NERC: Cold Weather Standards Now Expected in April

NERC’s Board of Trustees expects to submit the ERO’s latest cold weather standard to FERC by April 7, several days after the March 27 deadline the commission set for the standard in 2024, staff said at the monthly meeting of NERC’s Standards Committee on March 19. 

Director of Standards Development Jamie Calderon told attendees the board plans an open meeting April 4 to discuss the standard and that the ERO already has informed FERC the filing would come after the deadline. 

The standard has had an unusual path to passage, with the board ordering the SC in January to take over writing it after it failed to garner enough favorable votes from industry stakeholders to pass. Trustees exercised their authority under Section 321 of the ERO’s Rules of Procedure to sidestep the normal stakeholder approval process because they were concerned about missing FERC’s deadline. 

A team of volunteers completed work on EOP-012-3 (Extreme cold weather preparedness and operations) in January, and the SC posted it for a 45-day formal comment period that began Jan. 27 and ended March 12. (See NERC Cold Weather Standard Commenters Say More Work Needed.) Calderon said the delayed submission date was necessary because a “number of comments came in at the last minute” and the team needed more time to review them all. The SC plans to submit any relevant comments to the board along with the standard at its open meeting next month. 

Asked by Barry Lawson of Georgia Transmission whether NERC might consider pursuing “informal” extensions or arrangements with FERC in similar situations in the future, Calderon emphasized that the ERO took this route because of the “exigent circumstances” arising from the exercise of the Section 321 authority. 

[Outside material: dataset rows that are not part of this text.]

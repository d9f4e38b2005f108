// =============================================================================
// Trade Journal — append-only local record of orders and fills
// =============================================================================
//
// The exchange bridge is write-only for us, so the journal is the source
// of truth for known orders. One JSON object per line, single writer.
// =============================================================================

use std::fs::{File, OpenOptions};
use std::io::Write;
use std::path::{Path, PathBuf};

use anyhow::{Context, Result};
use parking_lot::Mutex;
use serde::{Deserialize, Serialize};
use tracing::{debug, info};

use crate::router::{OrderRequest, RouteResult};
use crate::types::{OrderType, TimeInForce};

/// One journal line.
#[derive(Debug, Clone, Serialize, Deserialize)]
pub struct JournalRecord {
    pub client_order_id: String,
    /// RFC 3339 timestamp of the send.
    pub sent_at: String,
    pub symbol: String,
    pub side: String,
    pub qty: u32,
    pub order_type: OrderType,
    #[serde(skip_serializing_if = "Option::is_none")]
    pub limit_price: Option<f64>,
    #[serde(skip_serializing_if = "Option::is_none")]
    pub stop_price: Option<f64>,
    pub time_in_force: TimeInForce,
    #[serde(skip_serializing_if = "Option::is_none")]
    pub bracket_stop_loss: Option<f64>,
    #[serde(skip_serializing_if = "Option::is_none")]
    pub bracket_take_profit: Option<f64>,
    #[serde(skip_serializing_if = "Option::is_none")]
    pub response_status: Option<String>,
    pub response_order_id: String,
    #[serde(skip_serializing_if = "Option::is_none")]
    pub strategy: Option<String>,
}

impl JournalRecord {
    pub fn from_order(
        request: &OrderRequest,
        result: &RouteResult,
        strategy: Option<String>,
    ) -> Self {
        Self {
            client_order_id: uuid::Uuid::new_v4().to_string(),
            sent_at: chrono::Utc::now().to_rfc3339(),
            symbol: request.symbol.clone(),
            side: request.side.as_order_side().to_string(),
            qty: request.quantity,
            order_type: request.order_type,
            limit_price: request.limit_price,
            stop_price: request.stop_price,
            time_in_force: request.time_in_force,
            bracket_stop_loss: request.bracket.as_ref().and_then(|b| b.stop_loss),
            bracket_take_profit: request.bracket.as_ref().and_then(|b| b.take_profit),
            response_status: result.response_status.clone(),
            response_order_id: result.order_id.clone(),
            strategy,
        }
    }
}

/// Append-only JSONL writer, serialised on a single writer lock.
pub struct TradeJournal {
    path: PathBuf,
    file: Mutex<File>,
}

impl TradeJournal {
    pub fn open(path: impl AsRef<Path>) -> Result<Self> {
        let path = path.as_ref().to_path_buf();
        let file = OpenOptions::new()
            .create(true)
            .append(true)
            .open(&path)
            .with_context(|| format!("failed to open trade journal at {}", path.display()))?;
        info!(path = %path.display(), "trade journal opened");
        Ok(Self {
            path,
            file: Mutex::new(file),
        })
    }

    pub fn path(&self) -> &Path {
        &self.path
    }

    /// Append one record and flush.
    pub fn record(&self, record: &JournalRecord) -> Result<()> {
        let line = serde_json::to_string(record).context("failed to serialise journal record")?;
        let mut file = self.file.lock();
        writeln!(file, "{line}").context("failed to append to trade journal")?;
        file.flush().context("failed to flush trade journal")?;
        debug!(
            order_id = %record.response_order_id,
            symbol = %record.symbol,
            "journal record appended"
        );
        Ok(())
    }

    /// Read back all records (operator reconciliation helper).
    pub fn read_all(&self) -> Result<Vec<JournalRecord>> {
        let content = std::fs::read_to_string(&self.path)
            .with_context(|| format!("failed to read journal at {}", self.path.display()))?;
        Ok(content
            .lines()
            .filter(|l| !l.trim().is_empty())
            .filter_map(|l| serde_json::from_str(l).ok())
            .collect())
    }
}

“This is not the preferred operation,” Calderon said. “We do intend to file in the future, on time, every time. This was a truncated project with nine months [to finish], and the teams worked diligently over the winter holidays as well. We’re considering this to be extraordinary circumstances, due to the comments, that we will just be filing after that deadline. So it is not an extension or any agreement.” 

Trustee Sue Kelly, the board’s liaison to the SC, said that as a board member, she decided to support the delayed filing after thinking “really long and very hard.” Despite the FERC deadline, Kelly said adhering to the original date would not have provided enough time to “give full faith and credit to the last round of comments.” Chief Engineer Mark Lauby agreed that “there were some very good [comments] in there [that] helped a great deal.” 

Review of Section 321 Planned

With Section 321 now having been invoked twice by the board in the past year, the SC has begun work on a guidance document to formalize its approach the next time the board uses its special authority. 

“None of us wants [Section 321] to come up again, but in the instance that it does, we just want to make sure we can walk through the process in a really efficient manner,” said Vice Chair Troy Brumfield of American Transmission Co., who has been organizing the effort. 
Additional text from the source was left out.